===== DATA EXCERPTS

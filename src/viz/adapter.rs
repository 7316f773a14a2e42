//! Chart data adapters.
//!
//! Turn a [`ChartSpec`] plus raw rows into chart-ready structures in which
//! every displayed value is already formatted. Renderers only lay out
//! strings and numbers.

use std::cmp::Ordering;

use chrono::Timelike;
use serde::Serialize;
use serde_json::Value;

use super::Row;
use super::format::{
    FormatConfig, FormatKind, TimeGranularity, create_format_config, format_tooltip, format_value,
};
use super::spec::{Channel, ChartSpec, Encoding, FieldType};
use super::temporal::{parse_datetime, parse_time_of_day};
use super::value::as_number;
use crate::{InsightError, Result};

/// One row reduced to its x/y pair.
#[derive(Debug, Clone, PartialEq, Serialize)]
pub struct FormattedPoint {
    /// Axis label for x.
    pub x: String,
    /// Axis label for y.
    pub y: String,
    pub x_raw: Value,
    pub y_raw: Value,
    /// Numeric reading of `y_raw`, if it has one.
    pub y_value: Option<f64>,
    /// Verbose x for tooltips.
    pub x_tooltip: String,
    /// Verbose y for tooltips.
    pub tooltip: String,
}

/// Output of [`adapt_visualization_data`].
#[derive(Debug, Clone, PartialEq, Serialize)]
pub struct FormattedChartData {
    pub points: Vec<FormattedPoint>,
    /// Sum of all numeric y values.
    pub total: f64,
    pub has_time_data: bool,
    pub is_percentage: bool,
    pub is_currency: bool,
    pub x_label: String,
    pub y_label: String,
    pub x_format: FormatConfig,
    pub y_format: FormatConfig,
}

/// Base transform shared by every two-dimensional chart.
///
/// Fails with [`InsightError::MissingEncoding`] when `x` or `y` is absent
/// and [`InsightError::EmptyData`] when there are no rows.
pub fn adapt_visualization_data(spec: &ChartSpec, rows: &[Row]) -> Result<FormattedChartData> {
    let (x, y) = xy_encodings(spec, rows)?;
    Ok(format_pairs(x, y, rows))
}

fn xy_encodings<'a>(spec: &'a ChartSpec, rows: &[Row]) -> Result<(&'a Encoding, &'a Encoding)> {
    let x = spec.x.as_ref().ok_or(InsightError::MissingEncoding(Channel::X))?;
    let y = spec.y.as_ref().ok_or(InsightError::MissingEncoding(Channel::Y))?;
    if rows.is_empty() {
        return Err(InsightError::EmptyData);
    }
    Ok((x, y))
}

fn format_pairs(x: &Encoding, y: &Encoding, rows: &[Row]) -> FormattedChartData {
    let x_format = create_format_config(x, rows);
    let y_format = create_format_config(y, rows);

    let points: Vec<FormattedPoint> = rows
        .iter()
        .map(|row| format_point(row, x, y, &x_format, &y_format))
        .collect();
    let total = points.iter().filter_map(|p| p.y_value).sum();

    FormattedChartData {
        total,
        has_time_data: x_format.is_temporal(),
        is_percentage: y_format.kind == FormatKind::Percentage,
        is_currency: y_format.kind == FormatKind::Currency,
        x_label: x.display_label(),
        y_label: y.display_label(),
        points,
        x_format,
        y_format,
    }
}

fn format_point(
    row: &Row,
    x: &Encoding,
    y: &Encoding,
    x_format: &FormatConfig,
    y_format: &FormatConfig,
) -> FormattedPoint {
    let x_raw = row.get(&x.field).cloned().unwrap_or(Value::Null);
    let y_raw = row.get(&y.field).cloned().unwrap_or(Value::Null);
    FormattedPoint {
        x: format_value(&x_raw, x_format),
        y: format_value(&y_raw, y_format),
        y_value: as_number(&y_raw),
        x_tooltip: format_tooltip(&x_raw, x_format),
        tooltip: format_tooltip(&y_raw, y_format),
        x_raw,
        y_raw,
    }
}

// ============================================================================
// Pie
// ============================================================================

/// A pie slice: the point plus its share of the total.
#[derive(Debug, Clone, PartialEq, Serialize)]
pub struct PieSlice {
    #[serde(flatten)]
    pub point: FormattedPoint,
    /// Share of the total, 0–1.
    pub percent: f64,
    /// `percent * 100` with one decimal, no `%` sign.
    pub percent_display: String,
}

#[derive(Debug, Clone, PartialEq, Serialize)]
pub struct PieChartData {
    pub slices: Vec<PieSlice>,
    /// Sum of the kept slices.
    pub total: f64,
    /// Rows dropped by the slice limit.
    pub omitted: usize,
    pub is_currency: bool,
    pub is_percentage: bool,
    pub x_label: String,
    pub y_label: String,
}

/// Pie data: the first `max_slices` rows in input order (not the largest),
/// each with its share of the kept total.
///
/// Encodings and emptiness are checked against all of `rows`; a limit of
/// zero yields no slices with every row counted as omitted.
pub fn adapt_pie_chart_data(spec: &ChartSpec, rows: &[Row], max_slices: usize) -> Result<PieChartData> {
    let (x, y) = xy_encodings(spec, rows)?;
    let kept = &rows[..rows.len().min(max_slices)];
    let base = format_pairs(x, y, kept);
    let total = base.total;

    let slices = base
        .points
        .into_iter()
        .map(|point| {
            let percent = match point.y_value {
                Some(v) if total != 0.0 => v / total,
                _ => 0.0,
            };
            PieSlice {
                percent,
                percent_display: format!("{:.1}", percent * 100.0),
                point,
            }
        })
        .collect();

    Ok(PieChartData {
        slices,
        total,
        omitted: rows.len() - kept.len(),
        is_currency: base.is_currency,
        is_percentage: base.is_percentage,
        x_label: base.x_label,
        y_label: base.y_label,
    })
}

// ============================================================================
// Line
// ============================================================================

#[derive(Debug, Clone, PartialEq, Serialize)]
pub struct LineChartData {
    #[serde(flatten)]
    pub data: FormattedChartData,
    /// Points were sorted by time.
    pub is_temporal: bool,
}

/// Line data. A temporal x axis is sorted ascending by parsed time;
/// otherwise input order is kept.
pub fn adapt_line_chart_data(spec: &ChartSpec, rows: &[Row]) -> Result<LineChartData> {
    let mut data = adapt_visualization_data(spec, rows)?;
    let is_temporal = spec
        .x
        .as_ref()
        .is_some_and(|x| x.field_type == FieldType::Temporal)
        || data.has_time_data;

    if is_temporal {
        // Stable: equal or unparseable keys keep input order, unparseable last.
        data.points
            .sort_by(|a, b| compare_time(temporal_sort_key(&a.x_raw), temporal_sort_key(&b.x_raw)));
    }
    Ok(LineChartData { data, is_temporal })
}

fn temporal_sort_key(value: &Value) -> Option<i64> {
    parse_datetime(value)
        .map(|dt| dt.and_utc().timestamp_millis())
        .or_else(|| {
            value
                .as_str()
                .and_then(parse_time_of_day)
                .map(|t| i64::from(t.num_seconds_from_midnight()) * 1000)
        })
}

fn compare_time(a: Option<i64>, b: Option<i64>) -> Ordering {
    match (a, b) {
        (Some(a), Some(b)) => a.cmp(&b),
        (Some(_), None) => Ordering::Less,
        (None, Some(_)) => Ordering::Greater,
        (None, None) => Ordering::Equal,
    }
}

// ============================================================================
// Bar
// ============================================================================

#[derive(Debug, Clone, PartialEq, Serialize)]
pub struct BarChartData {
    #[serde(flatten)]
    pub data: FormattedChartData,
    /// Render x as discrete bands rather than a continuous scale.
    pub is_categorical_x: bool,
}

/// Bar data. The x axis is categorical when its values are strings or it
/// is a date axis at day granularity or coarser; hourly and finer dates,
/// and plain numbers, stay continuous.
pub fn adapt_bar_chart_data(spec: &ChartSpec, rows: &[Row]) -> Result<BarChartData> {
    let data = adapt_visualization_data(spec, rows)?;
    let is_categorical_x = match data.x_format.kind {
        FormatKind::Date => data
            .x_format
            .granularity
            .is_none_or(|g| g <= TimeGranularity::Day),
        FormatKind::Time => false,
        FormatKind::String => true,
        _ => data.points.iter().any(|p| p.x_raw.is_string()),
    };
    Ok(BarChartData {
        data,
        is_categorical_x,
    })
}

// ============================================================================
// Multi-dimensional
// ============================================================================

/// Field and display label of an optional extra dimension.
#[derive(Debug, Clone, PartialEq, Eq, Serialize)]
pub struct DimensionInfo {
    pub field: String,
    pub label: String,
}

impl DimensionInfo {
    fn from_encoding(encoding: &Encoding) -> Self {
        Self {
            field: encoding.field.clone(),
            label: encoding.display_label(),
        }
    }
}

/// One row with every encoded dimension.
#[derive(Debug, Clone, PartialEq, Serialize)]
pub struct MultiDimensionalPoint {
    #[serde(flatten)]
    pub point: FormattedPoint,
    #[serde(skip_serializing_if = "Option::is_none")]
    pub series: Option<Value>,
    #[serde(skip_serializing_if = "Option::is_none")]
    pub color: Option<Value>,
    #[serde(skip_serializing_if = "Option::is_none")]
    pub size: Option<Value>,
    #[serde(skip_serializing_if = "Option::is_none")]
    pub facet: Option<Value>,
}

#[derive(Debug, Clone, PartialEq, Serialize)]
pub struct MultiDimensionalChartData {
    pub points: Vec<MultiDimensionalPoint>,
    pub x: DimensionInfo,
    pub y: DimensionInfo,
    /// The y field was not declared and was picked from the data.
    pub y_inferred: bool,
    pub series: Option<DimensionInfo>,
    pub color: Option<DimensionInfo>,
    pub size: Option<DimensionInfo>,
    pub facet: Option<DimensionInfo>,
    /// 2 plus the number of populated extra dimensions.
    pub dimension_count: usize,
    pub total: f64,
    pub x_format: FormatConfig,
    pub y_format: FormatConfig,
}

/// Data for grouped/stacked bars, multi-series lines, scatter with
/// color/size, heatmaps and faceted grids.
///
/// Requires `x`. Without a `y` encoding, the first numeric column of the
/// first row, in column-name order, that no other channel claims is used.
pub fn adapt_multi_dimensional_data(
    spec: &ChartSpec,
    rows: &[Row],
) -> Result<MultiDimensionalChartData> {
    let x = spec.x.as_ref().ok_or(InsightError::MissingEncoding(Channel::X))?;
    if rows.is_empty() {
        return Err(InsightError::EmptyData);
    }

    let (y, y_inferred) = match &spec.y {
        Some(y) => (y.clone(), false),
        None => (infer_y_encoding(spec, &rows[0])?, true),
    };

    let base = format_pairs(x, &y, rows);
    let extra = |encoding: &Option<Encoding>, row: &Row| {
        encoding
            .as_ref()
            .map(|e| row.get(&e.field).cloned().unwrap_or(Value::Null))
    };
    let points = base
        .points
        .into_iter()
        .zip(rows)
        .map(|(point, row)| MultiDimensionalPoint {
            point,
            series: extra(&spec.series, row),
            color: extra(&spec.color, row),
            size: extra(&spec.size, row),
            facet: extra(&spec.facet, row),
        })
        .collect();

    let series = spec.series.as_ref().map(DimensionInfo::from_encoding);
    let color = spec.color.as_ref().map(DimensionInfo::from_encoding);
    let size = spec.size.as_ref().map(DimensionInfo::from_encoding);
    let facet = spec.facet.as_ref().map(DimensionInfo::from_encoding);
    let dimension_count = 2 + [&series, &color, &size, &facet]
        .iter()
        .filter(|d| d.is_some())
        .count();

    Ok(MultiDimensionalChartData {
        points,
        x: DimensionInfo::from_encoding(x),
        y: DimensionInfo::from_encoding(&y),
        y_inferred,
        series,
        color,
        size,
        facet,
        dimension_count,
        total: base.total,
        x_format: base.x_format,
        y_format: base.y_format,
    })
}

fn infer_y_encoding(spec: &ChartSpec, first_row: &Row) -> Result<Encoding> {
    let claimed: Vec<&str> = [&spec.x, &spec.series, &spec.color, &spec.size, &spec.facet]
        .into_iter()
        .flatten()
        .map(|e| e.field.as_str())
        .collect();

    first_row
        .iter()
        .find(|(name, value)| !claimed.contains(&name.as_str()) && as_number(value).is_some())
        .map(|(name, _)| Encoding::quantitative(name.clone()))
        .ok_or(InsightError::NoNumericField)
}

==========

Within the listing above, how many lines hold the string "super"? Answer with the number only.

5